This is a defining moment for President Trump. But much more than that, it is a moment that will define America in the hearts of our children. They are watching, our soldiers are watching, the world is watching. Mr. President, act now for the good of the country.

28. This, folks, is what should be coming from every leader in this country, of every party.  The unequivocal rejection of evil, the clear assignment of blame, the open challenge thrown down before a grotesque president to demonstrate what a real American leader would do, and the consequences to the nation if that challenge is not met.  First Ted Cruz, now Mitt Romney – maybe there is hope for the GOP in the long run after all.

29. And more Republicans – people I disagree with on almost every major political issue – have stepped forward to do the right thing and condemn der Sturmtrumper and the Nazis he supports.  Marco Rubio said, “Mr. President, you can’t allow white supremacists to share only part of the blame.  They support [an] idea which cost [the] nation & world so much pain.”  John McCain noted that “There’s no moral equivalency between racists & Americans standing up to defy hate & bigotry.  The President of the United States should say so.”  Even Paul Ryan and Mitch McConnell, while refusing to take the full moral stand and condemn der Sturmtrumper explicitly, did at least move clearly in that direction.  Ryan said, “We must be clear.  White supremacy is repulsive.  This bigotry is counter to all this country stands for.  There can be no moral ambiguity,” while McConnell said, “There are no good neo-Nazis, and those who espouse their views are not supporters of American ideals and freedoms.  We all have a responsibility to stand against hate and violence, wherever it raises its evil head.”  Even Bob Corker – one of the leading candidates for Mike Pence’s current job last summer – took the time to criticize der Sturmtrumper’s nonsensical response to the Nazi violence, pointing out that der Sturmtrumper “has not yet been able to demonstrate the stability, nor some of the competence that he needs to demonstrate in order to be successful. … He also recently has not demonstrated that he understands the character of this nation.  He has not demonstrated that he understands what has made this nation great and what it is today.”  Not the strong clear denunciation of evil that is needed, but at least in the right direction.  Hope?  Maybe.

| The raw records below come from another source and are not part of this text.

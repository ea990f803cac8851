//! Hook bus port (spec §4.7) — lets plugins observe and veto orchestrator
//! phases without the orchestrator knowing any plugin exists.
//!
//! Grounded on the donor codebase's `HookEvent`/`HookCondition`/`HookAction`
//! trio, renamed to the phases this orchestrator actually has.

use async_trait::async_trait;
use serde_json::Value;
use std::collections::HashMap;
use uuid::Uuid;

use crate::domain::errors::DomainResult;

/// Points in the tick where registered handlers run (spec §4.1 phase list).
#[derive(Debug, Clone, Copy, PartialEq, Eq, Hash)]
pub enum HookPoint {
    OnTickSync,
    OnProposalApproved,
    OnMissionCreated,
    OnStepDispatched,
    OnMissionComplete,
    OnStuckCheck,
}

#[derive(Debug, Clone, Default)]
pub struct HookContext {
    pub project_id: Option<Uuid>,
    pub entity_id: Option<Uuid>,
    pub data: HashMap<String, Value>,
}

impl HookContext {
    pub fn new() -> Self {
        Self::default()
    }

    pub fn with_entity(mut self, project_id: Uuid, entity_id: Uuid) -> Self {
        self.project_id = Some(project_id);
        self.entity_id = Some(entity_id);
        self
    }
}

/// A decision a handler can return: let the phase proceed, or block it with
/// a reason (mirrors the donor's `BlockTransition` hook action).
#[derive(Debug, Clone, PartialEq, Eq)]
pub enum HookDecision {
    Proceed,
    Block(String),
}

#[async_trait]
pub trait HookHandler: Send + Sync {
    fn name(&self) -> &str;

    async fn handle(&self, point: HookPoint, ctx: &HookContext) -> DomainResult<HookDecision>;
}

#[async_trait]
pub trait HookBus: Send + Sync {
    fn register(&mut self, point: HookPoint, handler: std::sync::Arc<dyn HookHandler>);

    /// Runs every handler registered for `point` in registration order;
    /// the first `Block` short-circuits the rest (spec §4.7).
    async fn fire(&self, point: HookPoint, ctx: &HookContext) -> DomainResult<HookDecision>;
}
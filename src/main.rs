//! Binary entry point: parses the CLI, loads config, initializes logging
//! and the audit trail, opens the store, and dispatches to a command
//! handler (spec §6).

use anyhow::{Context, Result};
use clap::Parser;

use agentloop::adapters::sqlite::create_pool;
use agentloop::cli::commands::{agent, init, project, proposal, serve, trigger};
use agentloop::cli::{Cli, Commands};
use agentloop::infrastructure::config::ConfigLoader;
use agentloop::infrastructure::logging::{AuditEventType, AuditLog, AuditOutcome, LoggerHandle};

#[tokio::main]
async fn main() -> Result<()> {
    let cli = Cli::parse();
    let config = ConfigLoader::load().context("failed to load configuration")?;

    let _logger = LoggerHandle::init(&config.logging, Some(".agentloop/logs")).context("failed to initialize logging")?;
    tracing::debug!(store_url = %config.store_url, "configuration loaded");

    let audit = AuditLog::open(".agentloop/audit.jsonl").ok();
    if let Some(audit) = &audit {
        audit
            .record(AuditEventType::ConfigLoaded, "load_config", "system", None, AuditOutcome::Success, None)
            .ok();
    }

    if matches!(cli.command, Commands::Init) {
        return init::handle_init(&config.store_url, cli.json).await;
    }

    let pool = create_pool(&config.store_url, None)
        .await
        .context("failed to open store (did you run `agentloop init`?)")?;

    match cli.command {
        Commands::Init => unreachable!("handled above"),
        Commands::Tick => serve::handle_tick(pool, &config, audit.as_ref(), cli.json).await,
        Commands::Serve => serve::handle_serve(pool, config, audit.as_ref()).await,
        Commands::Project(args) => project::handle(pool, args, cli.json).await,
        Commands::Agent(args) => agent::handle(pool, args, cli.json).await,
        Commands::Proposal(args) => proposal::handle(pool, args, audit.as_ref(), cli.json).await,
        Commands::Trigger(args) => trigger::handle(pool, args, cli.json).await,
    }
}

30. Of course, that hope rests on der Sturmtrumper either doing the right thing (which would be largely unprecedented) or being shoved aside as both president and party leader.  Given the army of bigots, trolls, racists, Nazis, theocrats, and subversives who continue to support der Sturmtrumper and who have been welcomed into the GOP as a key part of their base these last couple of decades, that is a slim hope indeed.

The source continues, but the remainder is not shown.